If you are a hospital employee and are pregnant or might become pregnant, this blog post is for you. Pregnancy could affect all stages of your employment, from hiring and firing to job assignments to post-birth time with your child. It is critical to know what your options are and how the law can protect you.
Both federal and California laws include provisions that protect pregnant women in the workplace. Figuring out which benefits apply can be challenging, however, because both California and federal laws apply. Determining how to obtain maximum benefits under both sets of laws often requires the help of an employment law attorney or other specialist.
Working in a hospital can be extremely stressful. It can also require heavy work, such as lifting and turning patients. Such workplace conditions can be challenging or even harmful, depending on one’s medical condition. For example, if a doctor advises you to stop lifting for the duration of your pregnancy, your employer must accommodate your health-related needs. If your health care job involves working with radiation or highly toxic substances that could harm your baby, the hospital or clinic must permit you to change your job duties under most circumstances.
Federal Laws About Pregnancy and the Workplace
Here are some features of federal law that apply to expectant mothers. Note that federal laws generally do not require that an employer offer paid leave. These laws mostly provide for job protection while an employee is on leave because of pregnancy or related conditions.
The Family and Medical Leave Act (FMLA), passed in 1993, allows eligible employees (those who work for companies with 50 or more employees) to take up to 12 weeks of unpaid leave annually for “covered events” that include pregnancy and time after the birth to bond with and care for the baby. However, there are other criteria for eligibility, such as number of hours worked by an employee. It is important to check to be sure that your workplace qualifies. Maternity benefits under the FMLA also apply to the adoption or foster-care placement of a child.
The Americans with Disabilities Act, passed in 1988 and amended in 2008, requires employers to provide either leave or workplace accommodation (light duty, for example) for pregnant women who are experiencing complications that include pre-eclampsia, gestational diabetes and other medical conditions.
The Pregnancy Discrimination Act, passed in 1978, requires employers who offer unpaid leave or other benefits to some temporarily disabled employees (those who were injured in car accidents, for example) to offer the same benefits to pregnant women.
California Laws About Pregnancy and the Workplace
California law provides additional protections for pregnant workers, outlined below. The state laws generally cover more workers than the federal laws do and offer an option for temporary paid leave not available under federal law.
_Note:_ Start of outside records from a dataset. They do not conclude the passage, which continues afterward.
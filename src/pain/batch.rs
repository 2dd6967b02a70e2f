use crate::core::format::{format_amount, format_date};
use crate::core::validation::{batch_field, check_accounts};
use crate::core::*;

use super::transaction::build_transactions;
use super::tree::XmlNode;

/// SEPA service level code.
const SERVICE_LEVEL_SEPA: &str = "SEPA";

/// Charge bearer: shared, following the service level.
const CHARGE_BEARER_SLEV: &str = "SLEV";

/// Proprietary scheme name of the creditor identifier.
const CREDITOR_SCHEME_SEPA: &str = "SEPA";

/// Build one `PmtInf` block per batch, in input order.
pub fn build_payment_batches(
    doc: &SepaDocument,
    version: PainVersion,
) -> Result<Vec<XmlNode>, SepaError> {
    doc.positions
        .iter()
        .enumerate()
        .map(|(index, batch)| build_payment_batch(doc, version, batch, index))
        .collect()
}

fn build_payment_batch(
    doc: &SepaDocument,
    version: PainVersion,
    batch: &PaymentBatch,
    index: usize,
) -> Result<XmlNode, SepaError> {
    check_length(&batch.id, &batch_field(index, "id"), MAX_ID_LENGTH)?;
    check_length(&batch.name, &batch_field(index, "name"), MAX_NAME_LENGTH)?;
    check_accounts(doc, &batch.iban, &batch.bic, |f| batch_field(index, f))?;

    let family = version.family();
    tracing::trace!(
        batch = index,
        id = %batch.id,
        payments = batch.payments.len(),
        "assembling payment batch"
    );

    let mut payment_type = vec![XmlNode::element(
        "SvcLvl",
        vec![XmlNode::text("Cd", SERVICE_LEVEL_SEPA)],
    )];
    if family == TransactionFamily::DirectDebit {
        let code = doc.local_instrument.map(|l| l.code()).unwrap_or_default();
        payment_type.push(XmlNode::element(
            "LclInstrm",
            vec![XmlNode::text("Cd", code)],
        ));
    }

    let mut children = vec![
        XmlNode::text("PmtInfId", &batch.id),
        XmlNode::text("PmtMtd", family.payment_method()),
        XmlNode::element("PmtTpInf", payment_type),
        XmlNode::text("ChrgBr", CHARGE_BEARER_SLEV),
    ];

    if version.generation() == Generation::Current {
        let control_sum = batch.control_sum().ok_or_else(|| {
            SepaError::Arithmetic(format!("control sum of {} overflows", batch_field(index, "payments")))
        })?;
        children.push(XmlNode::text(
            "BtchBookg",
            batch.batch_booking.unwrap_or(false).to_string(),
        ));
        children.push(XmlNode::text("NbOfTxs", batch.payments.len().to_string()));
        children.push(XmlNode::text("CtrlSum", format_amount(control_sum)?));
    }

    match family {
        TransactionFamily::DirectDebit => {
            if let Some(seq) = doc.sequence_type {
                children.push(XmlNode::text("SeqTp", seq.code()));
            }
            if let Some(date) = batch.collection_date {
                children.push(XmlNode::text("ReqdColltnDt", format_date(date)));
            }
            children.push(XmlNode::element("Cdtr", vec![XmlNode::text("Nm", &batch.name)]));
            children.push(account("CdtrAcct", &batch.iban));
            children.push(agent("CdtrAgt", &batch.bic));
            children.push(creditor_scheme_id(&batch.id));
        }
        TransactionFamily::CreditTransfer => {
            children.push(XmlNode::text(
                "ReqdExctnDt",
                format_date(batch.requested_execution_date),
            ));
            children.push(XmlNode::element("Dbtr", vec![XmlNode::text("Nm", &batch.name)]));
            children.push(account("DbtrAcct", &batch.iban));
            children.push(agent("DbtrAgt", &batch.bic));
        }
    }

    children.push(XmlNode::List(build_transactions(doc, family, batch, index)?));

    Ok(XmlNode::element("PmtInf", children))
}

/// `<name><Id><IBAN>…</IBAN></Id></name>`
pub(crate) fn account(name: &'static str, iban: &str) -> XmlNode {
    XmlNode::element(
        name,
        vec![XmlNode::element("Id", vec![XmlNode::text("IBAN", iban)])],
    )
}

/// `<name><FinInstnId><BIC>…</BIC></FinInstnId></name>`
pub(crate) fn agent(name: &'static str, bic: &str) -> XmlNode {
    XmlNode::element(
        name,
        vec![XmlNode::element("FinInstnId", vec![XmlNode::text("BIC", bic)])],
    )
}

/// Creditor scheme identification. The batch id stands in for the creditor
/// identifier.
fn creditor_scheme_id(id: &str) -> XmlNode {
    XmlNode::element(
        "CdtrSchmeId",
        vec![XmlNode::element(
            "Id",
            vec![XmlNode::element(
                "PrvtId",
                vec![XmlNode::element(
                    "Othr",
                    vec![
                        XmlNode::text("Id", id),
                        XmlNode::element(
                            "SchmeNm",
                            vec![XmlNode::text("Prtry", CREDITOR_SCHEME_SEPA)],
                        ),
                    ],
                )],
            )],
        )],
    )
}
The California Fair Employment and Housing Act prohibits employment discrimination on the basis of gender and specifically references pregnancy,childbirth and related conditions. The law applies to employers with more than five employees, so health care workers at small clinics could be covered. It does not apply to religious and nonprofit organizations.
The California Family Rights Act (CFRA) is similar to the federal law (FMLA). It requires employers to allow you to take up to 12 weeks of unpaid leave and to return to the same or a comparable job, unless your position is eliminated for business reasons. Although the state law is similar to the federal law, there is an important difference. Pregnancy itself is covered by the FMLA, but it is not covered as a serious health condition by the CFRA, so this applies only to women whose pregnancies result in medical conditions that are considered serious. However, the California law does cover women who take 12 weeks of unpaid leave post-birth to care for their newborn babies.
The state’s Pregnancy Disability Leave Law (PDL) requires employers with five or more employees to provide up to 12 weeks of unpaid disability leave. It also requires employers to provide reasonable accommodation and offer light duty or a job without hazards, if such actions would not create undue hardship for the employer.
California’s Paid Family Leave (PFL) law provides temporary disability insurance to employees who take leave to care for a seriously ill family member or to bond with a new child. It offers up to six weeks of paid leave. In contrast, neither the FMLA nor the CFRA offers paid leave. This law also applies to pregnant women who need time off because of medical complications during pregnancy. The program is funded through payroll deductions.
To manage the different leave options to obtain maximum benefit and compensation requires in-depth knowledge of how the programs intersect. When working a demanding health care job as a nurse, physician, pharmacist, nursing aide or assistant, or clerical worker, a pregnant woman must consider her needs and those of her unborn baby. Federal and California laws provide numerous options that can combine to maximize compensation, preserve jobs and health insurance, and protect the health of both mother and baby.
When employers discriminate in employment practices because of pregnancy or create roadblocks that can affect the lives and safety of health care workers and their babies, they leave themselves open to legal action. If your employer has not followed the law related to pregnancy and post-delivery motherhood, you have the right to seek redress.